Уоллес садится снова, не зная, чем себя занять до возвращения хозяйки. Через неплотно прикрытую дверь он слышал, как она с профессиональной любезностью приветствует входящего, но слов не разобрать: комната, где находится Уоллес, отделена от магазина запутанными коридорами и переходами. Больше он не слышит ничего. Наверно, покупатель разговаривает не очень громко, а молодая женщина молчит – или понизила голос.
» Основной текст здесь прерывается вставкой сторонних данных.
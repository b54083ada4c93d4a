//! Extraction Error Types
//!
//! This module provides structured errors using `exn` for automatic location
//! tracking and error tree construction.

use derive_more::{Display, Error};
use std::path::PathBuf;

/// An extraction error with automatic location tracking.
pub type Error = exn::Exn<ErrorKind>;
/// Result type alias for extraction operations.
pub type Result<T> = std::result::Result<T, Error>;

/// Actionable error categories.
///
/// These describe what the caller should *do*, not what went wrong internally.
#[derive(Debug, Display, Error, Clone, PartialEq, Eq)]
pub enum ErrorKind {
    /// The file was read, but its tag data could not be decoded. Callers are
    /// expected to carry on without tag data.
    #[display("undecodable tag data: {}", _0.display())]
    Decode(#[error(not(source))] PathBuf),
    /// The file could not be read at all.
    #[display("I/O error: {}", _0.display())]
    Io(#[error(not(source))] PathBuf),
}

impl ErrorKind {
    /// Returns `true` if retrying might succeed.
    pub fn is_retryable(&self) -> bool {
        // The tag data is either valid or it's not; only I/O is worth a retry.
        matches!(self, Self::Io(_))
    }
}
Но зачем бы ей понижать голос?
Невольно насторожившись и напрягая слух, Уоллес пытается представить себе происходящее. Перед его глазами одна за другой мелькают несколько сцен, преимущественно немых или сопровождаемых таким тихим шепотом, что слова пропадают, от этого сцены кажутся еще более неестественными, карикатурными, даже гротескными. Вдобавок все они отличаются столь вопиющей неправдоподобностью, что даже автор вынужден признать их скорее бредом, чем разумной гипотезой. На мгновение он пугается: ведь суть его профессии, напротив, именно в том, чтобы… «Это трудная работа… Трудная и неблагодарная… Но раз мне вас рекомендовали, то я все-таки возьму вас…»
Ладно, ничего страшного: если бы речь шла о чем-то серьезном, то есть относящемся к расследованию, он, конечно, не позволил бы своей фантазии так разыграться. У него нет причин интересоваться, о чем сейчас говорят в магазине.
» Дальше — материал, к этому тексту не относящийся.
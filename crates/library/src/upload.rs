//! The upload run.
//!
//! Files are handled strictly one after the other. For each file:
//! 1. skip it if the processed tracks ledger already has it,
//! 2. post (and pin) a directory marker if it's in a different directory
//!    than the previous file handled,
//! 3. stop the run if it's too big to upload,
//! 4. read its tags, falling back on its path when they're unusable,
//! 5. upload it, riding out rate limits,
//! 6. record it in both ledgers.
//!
//! Any other failure is reported to the chat (best effort) and ends the run.

use crate::display::{format_duration, human_readable_size};
use crate::error::{Error, ErrorKind, Result};
use crate::progress::ProgressReporter;
use crate::retry::{Margin, with_backoff};
use crate::walk::TrackFile;
use exn::ResultExt;
use std::path::{Path, PathBuf};
use std::sync::Arc;
use std::time::Duration;
use tgtracks_extract::error::ErrorKind as ExtractErrorKind;
use tgtracks_extract::{MetadataBuilder, TagData, TagReader, path_segments};
use tgtracks_ledger::{PostedMessage, PostedMessages, ProcessedTracks};
use tgtracks_telegram::{AudioUpload, ChatClient, TransferProgress};
use tracing::instrument;

/// Knobs for an upload run.
#[derive(Debug, Clone, PartialEq, Eq)]
pub struct UploadSettings {
    /// Leading directories left out of directory markers.
    pub marker_strip_dirs: usize,
    pub marker_separator: String,
    pub pin_markers: bool,
    /// Pause after pinning a marker.
    pub pin_cooldown: Duration,
    /// Largest file that will be uploaded, in bytes.
    pub max_file_size: u64,
}

impl Default for UploadSettings {
    fn default() -> Self {
        Self {
            marker_strip_dirs: 0,
            marker_separator: " -> ".to_string(),
            pin_markers: true,
            pin_cooldown: Duration::from_secs(90),
            max_file_size: 2000 * 1024 * 1024,
        }
    }
}

/// How a run that didn't fail ended.
#[derive(Debug, Clone, PartialEq, Eq)]
pub enum RunOutcome {
    /// Every file was handled.
    Completed { uploaded: usize, skipped: usize },
    /// A file was too big to upload; it needs to be posted by hand and added
    /// to the ledgers before running again.
    Halted { path: PathBuf, uploaded: usize },
}

enum Step {
    Uploaded,
    TooBig,
}

/// Drives an upload run, owning both ledgers for its duration.
pub struct Uploader {
    chat: Arc<dyn ChatClient>,
    reader: Arc<dyn TagReader>,
    metadata: MetadataBuilder,
    processed: ProcessedTracks,
    messages: PostedMessages,
    settings: UploadSettings,
}

impl Uploader {
    pub fn new(
        chat: Arc<dyn ChatClient>,
        reader: Arc<dyn TagReader>,
        processed: ProcessedTracks,
        messages: PostedMessages,
    ) -> Self {
        Self {
            chat,
            reader,
            metadata: MetadataBuilder::new(),
            processed,
            messages,
            settings: UploadSettings::default(),
        }
    }

    pub fn with_metadata(mut self, metadata: MetadataBuilder) -> Self {
        self.metadata = metadata;
        self
    }

    pub fn with_settings(mut self, settings: UploadSettings) -> Self {
        self.settings = settings;
        self
    }

    pub fn processed(&self) -> &ProcessedTracks {
        &self.processed
    }

    pub fn messages(&self) -> &PostedMessages {
        &self.messages
    }

    /// Upload every file not already processed, in order.
    #[instrument(skip_all, fields(files = files.len()))]
    pub async fn run(&mut self, files: &[TrackFile]) -> Result<RunOutcome> {
        let mut last_dir: Option<&Path> = None;
        let (mut uploaded, mut skipped) = (0, 0);
        for (index, file) in files.iter().enumerate() {
            if self.processed.exists(&file.path) {
                tracing::debug!(path = %file.path.display(), "Skipping file: already processed");
                skipped += 1;
                continue;
            }
            let dir = file.relative.parent().unwrap_or(Path::new(""));
            let result = match last_dir == Some(dir) {
                true => self.upload(file, index, files.len()).await,
                false => match self.post_marker(file).await {
                    Ok(()) => {
                        last_dir = Some(dir);
                        self.upload(file, index, files.len()).await
                    },
                    Err(err) => Err(err),
                },
            };
            match result {
                Ok(Step::Uploaded) => uploaded += 1,
                Ok(Step::TooBig) => {
                    tracing::warn!("Exiting");
                    return Ok(RunOutcome::Halted { path: file.path.clone(), uploaded });
                },
                Err(err) => {
                    tracing::error!(path = %file.path.display(), error = ?err, "An error occurred while processing a file");
                    self.notify_failure(file, &err).await;
                    return Err(err);
                },
            }
        }
        tracing::info!(uploaded, skipped, "Run completed");
        Ok(RunOutcome::Completed { uploaded, skipped })
    }

    async fn upload(&mut self, file: &TrackFile, index: usize, total: usize) -> Result<Step> {
        tracing::info!(
            dir = %file.relative.parent().unwrap_or(Path::new("")).display(),
            file = %file.file_name(),
            position = index + 1,
            total,
            size = %human_readable_size(file.size),
            "Processing file"
        );
        if file.size > self.settings.max_file_size {
            tracing::warn!(
                path = %file.path.display(),
                size = %human_readable_size(file.size),
                limit = %human_readable_size(self.settings.max_file_size),
                "File is too big"
            );
            tracing::warn!(
                "Send it manually and add it to {} and {}",
                self.processed.name(),
                self.messages.name()
            );
            return Ok(Step::TooBig);
        }

        let data = self.read_tags(file).await?;
        let metadata = self.metadata.build(&file.relative, data.as_ref());
        tracing::info!(duration = %format_duration(metadata.duration), "Uploading");
        let upload = AudioUpload {
            path: file.path.clone(),
            file_name: file.file_name(),
            title: metadata.title,
            performer: metadata.performer,
            duration: metadata.duration,
            caption: metadata.caption,
            thumbnail: metadata.thumbnail,
            disable_notification: true,
        };
        let chat = &self.chat;
        let upload = &upload;
        let message = with_backoff("send audio", Margin::SEND, || {
            // Each attempt transfers the whole file again, so it gets its own bar.
            let reporter = Arc::new(ProgressReporter::new());
            let progress: Arc<dyn TransferProgress> = reporter.clone();
            async move {
                let result = chat.send_audio(upload, Some(progress)).await;
                reporter.finish();
                result
            }
        })
        .await
        .or_raise(|| ErrorKind::Chat("send audio"))?;

        let processed = self.processed.name().to_string();
        self.processed.add(&file.path).or_raise(|| ErrorKind::Ledger(processed))?;
        let messages = self.messages.name().to_string();
        self.messages
            .add(message.id, PostedMessage::audio(&file.path), true)
            .or_raise(|| ErrorKind::Ledger(messages))?;
        tracing::info!(message_id = message.id, pending = total - index - 1, "Upload completed");
        Ok(Step::Uploaded)
    }

    /// Tag data for a file; `None` if it couldn't be decoded.
    async fn read_tags(&self, file: &TrackFile) -> Result<Option<TagData>> {
        let reader = Arc::clone(&self.reader);
        let path = file.path.clone();
        let result = tokio::task::spawn_blocking(move || reader.read(&path))
            .await
            .or_raise(|| ErrorKind::Extract(file.path.clone()))?;
        match result {
            Ok(data) => Ok(data),
            Err(err) if matches!(&*err, ExtractErrorKind::Decode(_)) => {
                tracing::warn!(path = %file.path.display(), error = %err, "Couldn't decode tag metadata");
                Ok(None)
            },
            Err(err) => Err(err).or_raise(|| ErrorKind::Extract(file.path.clone())),
        }
    }

    async fn post_marker(&mut self, file: &TrackFile) -> Result<()> {
        let text = path_segments(&file.relative, self.settings.marker_strip_dirs, &self.settings.marker_separator)
            .unwrap_or_else(|| {
                let root = file.path.parent().unwrap_or(Path::new("/"));
                root.display().to_string()
            });
        tracing::info!(dir = %text, "New directory");
        let chat = &self.chat;
        let message = with_backoff("send marker", Margin::SEND, || chat.send_text(&text))
            .await
            .or_raise(|| ErrorKind::Chat("send marker"))?;
        let messages = self.messages.name().to_string();
        self.messages
            .add(message.id, PostedMessage::text(message.text.unwrap_or(text)), true)
            .or_raise(|| ErrorKind::Ledger(messages))?;

        if !self.settings.pin_markers {
            return Ok(());
        }
        tracing::info!(
            message_id = message.id,
            cooldown_secs = self.settings.pin_cooldown.as_secs(),
            "Pinning marker"
        );
        let notice = with_backoff("pin marker", Margin::PIN, || chat.pin(message.id))
            .await
            .or_raise(|| ErrorKind::Chat("pin marker"))?;
        if let Some(notice) = notice {
            with_backoff("delete pin notice", Margin::PIN, || chat.delete(notice))
                .await
                .or_raise(|| ErrorKind::Chat("delete pin notice"))?;
        }
        tokio::time::sleep(self.settings.pin_cooldown).await;
        Ok(())
    }

    async fn notify_failure(&self, file: &TrackFile, err: &Error) {
        let mut text = format!("error while processing {}: {}", file.path.display(), &**err);
        let mut frame = err.frame();
        while let Some(child) = frame.children().first() {
            frame = child;
        }
        if !std::ptr::eq(frame, err.frame()) {
            text.push_str(&format!(": {}", frame.error()));
        }
        if let Err(e) = self.chat.send_text(&text).await {
            tracing::warn!(error = %e, "Unable to send error notification");
        }
    }
}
Но он поневоле прислушивается, вернее, пытается вслушаться, потому что не слышит больше ничего, кроме невнятных звуков, доносящихся неизвестно откуда… Во всяком случае, ничего похожего на легкий гортанный смешок, такой заразительный, дразнящий…
Вечер. Даниэль Дюпон возвращается с лекции. Опустив глаза, он поднимается по лестнице решительной походкой, в которой едва угадывается усталость. Дойдя до площадки второго этажа, он привычно направляется к кабинету… И вздрагивает, услышав позади легкий гортанный смешок, приветствующий его приход. На лестничной площадке нет освещения, и в полутьме он не заметил привлекательную молодую женщину, ожидающую его у открытой двери спальни… этот воркующий смех, который словно исходит от всего ее тела… дразнящий, ласкающий… это его жена.
Уоллес прогоняет от себя и это видение. Дверь спальни закрывается за слишком чувственной супругой. Призрак Даниэля Дюпона продолжает свой путь к кабинету, опустив глаза, уже протянув руку к дверной ручке и готовясь ее повернуть…
По-прежнему неясно, что происходит в магазине. Уоллесу кажется, что дело затянулось, и он машинально приподнимает край рукава, желая взглянуть на часы. Но тут же вспоминает, что часы остановились: действительно, на них все еще половина восьмого. Переводить стрелки бесполезно, часы не пойдут.
Напротив, на комоде, справа и слева от флиртующей парочки из фарфора без глазури, стоят фотографии в рамках. На той, что слева, строгое лицо мужчины в годах; он снят в три четверти, почти в профиль, и как будто краем глаза наблюдает за статуэткой – если только взгляд его не направлен на вторую фотографию, сделанную значительно раньше, о чем свидетельствует ее желтизна и то, как старомодно одеты люди на ней. Маленький мальчик в костюме первопричастника глядит снизу вверх на высокую женщину в пышном платье, со множеством украшений и в огромной шляпе, как было принято в прошлом веке. Очевидно, это мать мальчика, совсем молодая мать, на которую он смотрит с каким-то робким восхищением – насколько можно об этом судить по выцветшей фотографии, где лица во многом утратили живость. Вероятно, эта женщина приходится матерью также и хозяйке дома; а строгий господин – возможно, Дюпон. Уоллес даже не знает, как он выглядел.